-------- Record extracts --------

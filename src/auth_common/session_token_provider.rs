//
// Copyright (c) 2024, 2025 Oracle and/or its affiliates. All rights reserved.
//
// Licensed under the Universal Permissive License v 1.0 as shown at
//  https://oss.oracle.com/licenses/upl/
//
//! Session-token profile provider (§4.1.3): wraps the OCI config-file
//! provider, additionally reading the file named by `security_token_file`
//! and parsing it as a JWT. The outer request is still signed with the RSA
//! key from the config profile, but keyed by the session token rather than
//! the raw user/tenancy/fingerprint triple.
use async_trait::async_trait;
use std::sync::Mutex;
use std::time::Duration;

use super::config_file_provider::read_section;
use super::file_utils::expand_user_home;
use super::profile::{AuthenticationProfile, Credentials, PrivateKeySource, ProfileProvider};
use super::security_token::SecurityToken;
use super::user_principal_provider::UserPrincipalProvider;
use crate::error::{ia_error, NoSQLError};

const PROFILE_EXPIRE_BEFORE: Duration = Duration::from_secs(10);

#[derive(Debug)]
pub(crate) struct SessionTokenProvider {
    inner: UserPrincipalProvider,
    token_file: String,
    token: Mutex<Option<SecurityToken>>,
}

impl SessionTokenProvider {
    pub(crate) fn new(path: &str, profile_name: &str) -> Result<Self, NoSQLError> {
        let section = read_section(path, profile_name)?;
        let token_file = section.security_token_file.clone().ok_or_else(|| {
            ia_error!(
                "OCI config profile '{}' is missing 'security_token_file' required for session-token auth",
                profile_name
            )
        })?;
        let key_path = std::path::Path::new(&expand_user_home(&section.key_file)).to_path_buf();
        let credentials = Credentials {
            tenancy_id: section.tenancy,
            user_id: section.user,
            fingerprint: section.fingerprint,
            private_key: PrivateKeySource::PemFile(key_path),
            passphrase: section.pass_phrase.map(String::into_bytes),
        };
        let inner = UserPrincipalProvider::new(credentials, section.region)?;
        Ok(SessionTokenProvider {
            inner,
            token_file,
            token: Mutex::new(None),
        })
    }

    fn read_token(&self) -> Result<SecurityToken, NoSQLError> {
        let path = expand_user_home(&self.token_file);
        let raw = std::fs::read_to_string(&path)
            .map_err(|e| ia_error!("failed to read security token file {}: {}", path, e))?;
        SecurityToken::parse(&raw)
    }

    fn cached_or_reload(&self, force_refresh: bool) -> Result<SecurityToken, NoSQLError> {
        let mut guard = self.token.lock().unwrap();
        if !force_refresh {
            if let Some(tok) = guard.as_ref() {
                if tok.is_valid(PROFILE_EXPIRE_BEFORE) {
                    return Ok(tok.clone());
                }
            }
        }
        let tok = self.read_token()?;
        *guard = Some(tok.clone());
        Ok(tok)
    }
}

#[async_trait]
impl ProfileProvider for SessionTokenProvider {
    async fn get_profile(&self, force_refresh: bool) -> Result<AuthenticationProfile, NoSQLError> {
        let token = self.cached_or_reload(force_refresh)?;
        let mut profile = self.inner.get_profile(force_refresh).await?;
        profile.key_id = format!("ST${}", token.raw);
        profile.tenant_id = None;
        Ok(profile)
    }

    fn region_id(&self) -> Option<String> {
        self.inner.region_id()
    }

    async fn is_profile_valid(&self) -> bool {
        let guard = self.token.lock().unwrap();
        match guard.as_ref() {
            Some(tok) => tok.is_valid(PROFILE_EXPIRE_BEFORE),
            None => false,
        }
    }

    async fn profile_ttl(&self) -> Duration {
        let guard = self.token.lock().unwrap();
        guard
            .as_ref()
            .map(SecurityToken::expires_in)
            .unwrap_or(Duration::ZERO)
    }

    async fn dispose(&self) {
        *self.token.lock().unwrap() = None;
        self.inner.dispose().await;
    }
}

#[cfg(test)]
mod test {
    use super::*;
    use base64::prelude::{Engine as _, BASE64_URL_SAFE_NO_PAD};
    use std::io::Write;

    fn write_key_file(dir: &tempfile::TempDir) -> std::path::PathBuf {
        let rsa = rsa::RsaPrivateKey::new(&mut rand::thread_rng(), 2048).unwrap();
        let pem =
            rsa::pkcs1::EncodeRsaPrivateKey::to_pkcs1_pem(&rsa, rsa::pkcs8::LineEnding::LF)
                .unwrap();
        let path = dir.path().join("oci_api_key.pem");
        std::fs::write(&path, pem.as_bytes()).unwrap();
        path
    }

    fn make_jwt(exp: i64) -> String {
        let header = BASE64_URL_SAFE_NO_PAD.encode(b"{}");
        let claims = BASE64_URL_SAFE_NO_PAD.encode(format!(r#"{{"exp":{}}}"#, exp).as_bytes());
        format!("{}.{}.sig", header, claims)
    }

    #[tokio::test]
    async fn test_key_id_prefixed_with_st_dollar() {
        let dir = tempfile::tempdir().unwrap();
        let key_path = write_key_file(&dir);
        let token_path = dir.path().join("token");
        let token = make_jwt(4102444800);
        std::fs::write(&token_path, &token).unwrap();

        let config_path = dir.path().join("config");
        let mut f = std::fs::File::create(&config_path).unwrap();
        writeln!(
            f,
            "[DEFAULT]\ntenancy=ocid1.tenancy.oc1..aaaa\nuser=ocid1.user.oc1..bbbb\nfingerprint=aa:bb\nkey_file={}\nsecurity_token_file={}\n",
            key_path.display(),
            token_path.display()
        )
        .unwrap();

        let provider = SessionTokenProvider::new(config_path.to_str().unwrap(), "DEFAULT").unwrap();
        let profile = provider.get_profile(false).await.unwrap();
        assert_eq!(profile.key_id, format!("ST${}", token));
        assert!(profile.tenant_id.is_none());
        assert!(provider.is_profile_valid().await);
    }

    #[tokio::test]
    async fn test_missing_security_token_file_errors() {
        let dir = tempfile::tempdir().unwrap();
        let key_path = write_key_file(&dir);
        let config_path = dir.path().join("config");
        let mut f = std::fs::File::create(&config_path).unwrap();
        writeln!(
            f,
            "[DEFAULT]\ntenancy=ocid1.tenancy.oc1..aaaa\nuser=ocid1.user.oc1..bbbb\nfingerprint=aa:bb\nkey_file={}\n",
            key_path.display()
        )
        .unwrap();
        assert!(SessionTokenProvider::new(config_path.to_str().unwrap(), "DEFAULT").is_err());
    }
}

--------

* Directions *
Tell how many lines above contain the word "tenancy". Give the number alone.

* Reply to the task *
4